* YOUR ASSIGNMENT
Search the entries for the word "ObjectStore" and report each line that has it.

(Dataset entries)
-- -- --

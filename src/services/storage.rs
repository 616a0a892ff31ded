//! Object-store adapter over the S3 API.
//!
//! Covers what the pipeline needs: blob existence checks, small text blobs
//! (manifests), copy/move/delete for the archive contract, prefix listing,
//! and downloads into the website working copy.

use std::path::Path;

use aws_config::BehaviorVersion;
use aws_sdk_s3::Client;
use tracing::info;

use crate::error::{AppError, AppResult};

/// S3 storage client wrapper bound to one bucket.
#[derive(Clone)]
pub struct ObjectStore {
    client: Client,
    bucket: String,
}

impl ObjectStore {
    /// Create a client from the ambient credential chain and verify the
    /// bucket is reachable.
    pub async fn new(bucket: &str) -> AppResult<Self> {
        let shared_config = aws_config::defaults(BehaviorVersion::latest()).load().await;
        let s3_config = aws_sdk_s3::config::Builder::from(&shared_config)
            .force_path_style(true)
            .build();
        let client = Client::from_conf(s3_config);

        let store = Self {
            client,
            bucket: bucket.to_string(),
        };

        store
            .client
            .head_bucket()
            .bucket(&store.bucket)
            .send()
            .await
            .map_err(|e| {
                AppError::Storage(format!(
                    "Cannot access bucket '{}': {}",
                    store.bucket,
                    e.into_service_error()
                ))
            })?;

        info!("Object store initialized: bucket={}", bucket);
        Ok(store)
    }

    pub fn bucket(&self) -> &str {
        &self.bucket
    }

    /// Whether a blob exists.
    pub async fn exists(&self, key: &str) -> AppResult<bool> {
        match self
            .client
            .head_object()
            .bucket(&self.bucket)
            .key(key)
            .send()
            .await
        {
            Ok(_) => Ok(true),
            Err(e) => {
                let service_error = e.into_service_error();
                if service_error.is_not_found() {
                    Ok(false)
                } else {
                    Err(AppError::Storage(format!(
                        "Failed to check blob '{}': {}",
                        key, service_error
                    )))
                }
            }
        }
    }

    /// Read a small text blob (e.g. a manifest).
    pub async fn read_text(&self, key: &str) -> AppResult<String> {
        let response = self
            .client
            .get_object()
            .bucket(&self.bucket)
            .key(key)
            .send()
            .await
            .map_err(|e| {
                AppError::Storage(format!("Failed to get blob '{}': {}", key, e.into_service_error()))
            })?;
        let bytes = response
            .body
            .collect()
            .await
            .map_err(|e| AppError::Storage(format!("Failed to read blob '{}': {}", key, e)))?
            .into_bytes();
        String::from_utf8(bytes.to_vec())
            .map_err(|e| AppError::Storage(format!("Blob '{}' is not valid UTF-8: {}", key, e)))
    }

    /// Write a small text blob, replacing any existing one.
    pub async fn write_text(&self, key: &str, body: &str) -> AppResult<()> {
        self.client
            .put_object()
            .bucket(&self.bucket)
            .key(key)
            .content_type("application/json")
            .body(aws_sdk_s3::primitives::ByteStream::from(
                body.as_bytes().to_vec(),
            ))
            .send()
            .await
            .map_err(|e| {
                AppError::Storage(format!("Failed to put blob '{}': {}", key, e.into_service_error()))
            })?;
        Ok(())
    }

    /// Server-side copy within the bucket.
    pub async fn copy(&self, src_key: &str, dest_key: &str) -> AppResult<()> {
        self.client
            .copy_object()
            .bucket(&self.bucket)
            .copy_source(format!("{}/{}", self.bucket, src_key))
            .key(dest_key)
            .send()
            .await
            .map_err(|e| {
                AppError::Storage(format!(
                    "Failed to copy '{}' to '{}': {}",
                    src_key,
                    dest_key,
                    e.into_service_error()
                ))
            })?;
        Ok(())
    }

    /// Delete a blob.
    pub async fn delete(&self, key: &str) -> AppResult<()> {
        self.client
            .delete_object()
            .bucket(&self.bucket)
            .key(key)
            .send()
            .await
            .map_err(|e| {
                AppError::Storage(format!(
                    "Failed to delete blob '{}': {}",
                    key,
                    e.into_service_error()
                ))
            })?;
        Ok(())
    }

    /// Move a blob (copy then delete the source).
    pub async fn rename(&self, src_key: &str, dest_key: &str) -> AppResult<()> {
        self.copy(src_key, dest_key).await?;
        self.delete(src_key).await
    }

    /// List blob keys under a prefix, following pagination.
    pub async fn list(&self, prefix: &str) -> AppResult<Vec<String>> {
        let mut keys = Vec::new();
        let mut continuation: Option<String> = None;
        loop {
            let mut request = self
                .client
                .list_objects_v2()
                .bucket(&self.bucket)
                .prefix(prefix);
            if let Some(token) = &continuation {
                request = request.continuation_token(token);
            }
            let response = request.send().await.map_err(|e| {
                AppError::Storage(format!(
                    "Failed to list prefix '{}': {}",
                    prefix,
                    e.into_service_error()
                ))
            })?;
            for object in response.contents() {
                if let Some(key) = object.key() {
                    keys.push(key.to_string());
                }
            }
            continuation = response.next_continuation_token().map(|t| t.to_string());
            if continuation.is_none() {
                break;
            }
        }
        Ok(keys)
    }

    /// Download a blob to a local file, creating parent directories.
    pub async fn download_to_file(&self, key: &str, local_path: &Path) -> AppResult<()> {
        if let Some(parent) = local_path.parent() {
            tokio::fs::create_dir_all(parent)
                .await
                .map_err(|e| AppError::Storage(format!("Failed to create {}: {}", parent.display(), e)))?;
        }
        let response = self
            .client
            .get_object()
            .bucket(&self.bucket)
            .key(key)
            .send()
            .await
            .map_err(|e| {
                AppError::Storage(format!("Failed to get blob '{}': {}", key, e.into_service_error()))
            })?;
        let bytes = response
            .body
            .collect()
            .await
            .map_err(|e| AppError::Storage(format!("Failed to read blob '{}': {}", key, e)))?
            .into_bytes();
        tokio::fs::write(local_path, &bytes).await.map_err(|e| {
            AppError::Storage(format!("Failed to write {}: {}", local_path.display(), e))
        })?;
        Ok(())
    }
}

-- -- --

* OUTPUT OF THE TASK
pub struct ObjectStore {
impl ObjectStore {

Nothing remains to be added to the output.